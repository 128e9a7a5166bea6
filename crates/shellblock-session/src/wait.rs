//! Blocking waits for command output.

use std::ops::ControlFlow;
use std::time::Duration;

use serde::Serialize;
use tokio::time::Instant;

use shellblock_core::{Block, BlockKind, ExitStatus, Lifecycle, Result};
use shellblock_engine::render::{plain_text, raw_text};

use crate::session::Session;

/// In degraded mode a command counts as finished once its output has been
/// quiet this long.
pub const SETTLE_THRESHOLD: Duration = Duration::from_millis(500);

/// Result of [`Session::wait_for_output`].
#[derive(Debug, Clone, PartialEq, Eq)]
pub enum WaitOutcome {
    /// The Output block closed
    Completed(Block),
    /// Timed out; the Output block so far, if it was opened
    StillRunning {
        /// Content received before the deadline
        partial: Option<Block>,
    },
    /// The session ended; the last Output block, if any
    Terminated(Option<Block>),
    /// The session is ready and no command is pending
    Idle,
}

/// How [`Session::execute`] ended.
#[derive(Debug, Clone, Copy, PartialEq, Eq, Serialize)]
#[serde(rename_all = "snake_case")]
pub enum ExecutionStatus {
    /// The command completed
    Finished,
    /// The timeout passed first; the command may still be running
    Timeout,
    /// The session ended
    Terminated,
}

/// Outcome of running a command to completion.
#[derive(Debug, Clone, PartialEq, Eq, Serialize)]
pub struct ExecutionResult {
    /// How execution ended
    pub status: ExecutionStatus,
    /// Output text
    pub output: String,
    /// Exit code reported by the shell
    pub exit_code: Option<i32>,
    /// How the Output block ended, when it did
    pub exit: Option<ExitStatus>,
    /// Output bytes dropped by the per-block cap
    pub truncated_bytes: u64,
    /// Sequence number of the Output block
    pub block_seq: Option<u64>,
    /// Wall-clock time spent
    pub duration_ms: u64,
    /// Timeout that applied
    pub timeout_ms: u64,
}

impl Session {
    /// Wait until the first Output block with sequence number >= `after_seq`
    /// closes, the session ends, or `timeout` passes.
    ///
    /// In degraded mode the target is the fallback block, which only closes
    /// when the session ends.
    pub async fn wait_for_output(&self, after_seq: u64, timeout: Duration) -> WaitOutcome {
        let mut changes = self.subscribe();
        let deadline = Instant::now() + timeout;
        loop {
            changes.borrow_and_update();
            let partial = match self.check_output(after_seq) {
                ControlFlow::Break(outcome) => return outcome,
                ControlFlow::Continue(partial) => partial,
            };
            match tokio::time::timeout_at(deadline, changes.changed()).await {
                Ok(Ok(())) => continue,
                Ok(Err(_)) => return WaitOutcome::StillRunning { partial },
                Err(_) => {
                    return match self.check_output(after_seq) {
                        ControlFlow::Break(outcome) => outcome,
                        ControlFlow::Continue(partial) => WaitOutcome::StillRunning { partial },
                    }
                }
            }
        }
    }

    fn check_output(&self, after_seq: u64) -> ControlFlow<WaitOutcome, Option<Block>> {
        let state = self.lock();
        let store = state.segmenter.store();
        let degraded = state.segmenter.is_degraded();
        let terminated = state.lifecycle.is_terminated();

        let target = if degraded {
            store.open_block()
        } else {
            store
                .iter()
                .find(|block| block.seq >= after_seq && block.kind == BlockKind::Output)
        };

        match target {
            Some(block) if block.is_open() => ControlFlow::Continue(Some(block.clone())),
            Some(block) => {
                let block = block.clone();
                if terminated && block.exit_code().is_none() {
                    ControlFlow::Break(WaitOutcome::Terminated(Some(block)))
                } else {
                    ControlFlow::Break(WaitOutcome::Completed(block))
                }
            }
            None if terminated => ControlFlow::Break(WaitOutcome::Terminated(None)),
            None if !degraded
                && state.lifecycle == Lifecycle::Ready
                && !state.awaiting_command =>
            {
                ControlFlow::Break(WaitOutcome::Idle)
            }
            None => ControlFlow::Continue(None),
        }
    }

    /// Submit `text` and wait for its output.
    ///
    /// Output is rendered as plain text unless `raw` is set. In degraded
    /// mode there is no end marker: the result holds the output that arrived
    /// after submission, and the command counts as finished once output has
    /// been quiet for [`SETTLE_THRESHOLD`].
    pub async fn execute(
        &self,
        text: &str,
        timeout: Duration,
        raw: bool,
    ) -> Result<ExecutionResult> {
        let started = Instant::now();
        if self.is_degraded() {
            return self.execute_degraded(text, timeout, raw, started).await;
        }

        let from_seq = self.submit_input(text)?;
        let (status, block) = match self.wait_for_output(from_seq, timeout).await {
            WaitOutcome::Completed(block) => (ExecutionStatus::Finished, Some(block)),
            WaitOutcome::StillRunning { partial } => (ExecutionStatus::Timeout, partial),
            WaitOutcome::Terminated(block) => (ExecutionStatus::Terminated, block),
            WaitOutcome::Idle => (ExecutionStatus::Finished, None),
        };

        Ok(ExecutionResult {
            status,
            output: block
                .as_ref()
                .map(|block| render(&block.content, raw))
                .unwrap_or_default(),
            exit_code: block.as_ref().and_then(Block::exit_code),
            exit: block.as_ref().and_then(|block| block.exit),
            truncated_bytes: block.as_ref().map_or(0, |block| block.truncated_bytes),
            block_seq: block.as_ref().map(|block| block.seq),
            duration_ms: started.elapsed().as_millis() as u64,
            timeout_ms: timeout.as_millis() as u64,
        })
    }

    async fn execute_degraded(
        &self,
        text: &str,
        timeout: Duration,
        raw: bool,
        started: Instant,
    ) -> Result<ExecutionResult> {
        let mut changes = self.subscribe();
        let mark = {
            let state = self.lock();
            state
                .segmenter
                .open_block()
                .map(|block| (block.seq, block.content.len()))
        };
        self.submit_input(text)?;

        let deadline = started + timeout;
        let status = loop {
            let quiet_until = (Instant::now() + SETTLE_THRESHOLD).min(deadline);
            match tokio::time::timeout_at(quiet_until, changes.changed()).await {
                Ok(Ok(())) if self.lifecycle().is_terminated() => break ExecutionStatus::Terminated,
                Ok(Ok(())) => continue,
                Ok(Err(_)) => break ExecutionStatus::Terminated,
                Err(_) if Instant::now() >= deadline => break ExecutionStatus::Timeout,
                Err(_) => break ExecutionStatus::Finished,
            }
        };

        let state = self.lock();
        let block = mark.and_then(|(seq, _)| state.segmenter.store().get(seq));
        let offset = mark.map_or(0, |(_, offset)| offset);
        let output = block
            .map(|block| render(&block.content[offset.min(block.content.len())..], raw))
            .unwrap_or_default();

        Ok(ExecutionResult {
            status,
            output,
            exit_code: None,
            exit: block.and_then(|block| block.exit),
            truncated_bytes: block.map_or(0, |block| block.truncated_bytes),
            block_seq: block.map(|block| block.seq),
            duration_ms: started.elapsed().as_millis() as u64,
            timeout_ms: timeout.as_millis() as u64,
        })
    }
}

fn render(bytes: &[u8], raw: bool) -> String {
    if raw {
        raw_text(bytes)
    } else {
        plain_text(bytes)
    }
}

○ ○ ○ ○ ○ ○ ○

Scan the data for the word "counts" and copy every line where it shows up.

/// In degraded mode a command counts as finished once its output has been
    /// after submission, and the command counts as finished once output has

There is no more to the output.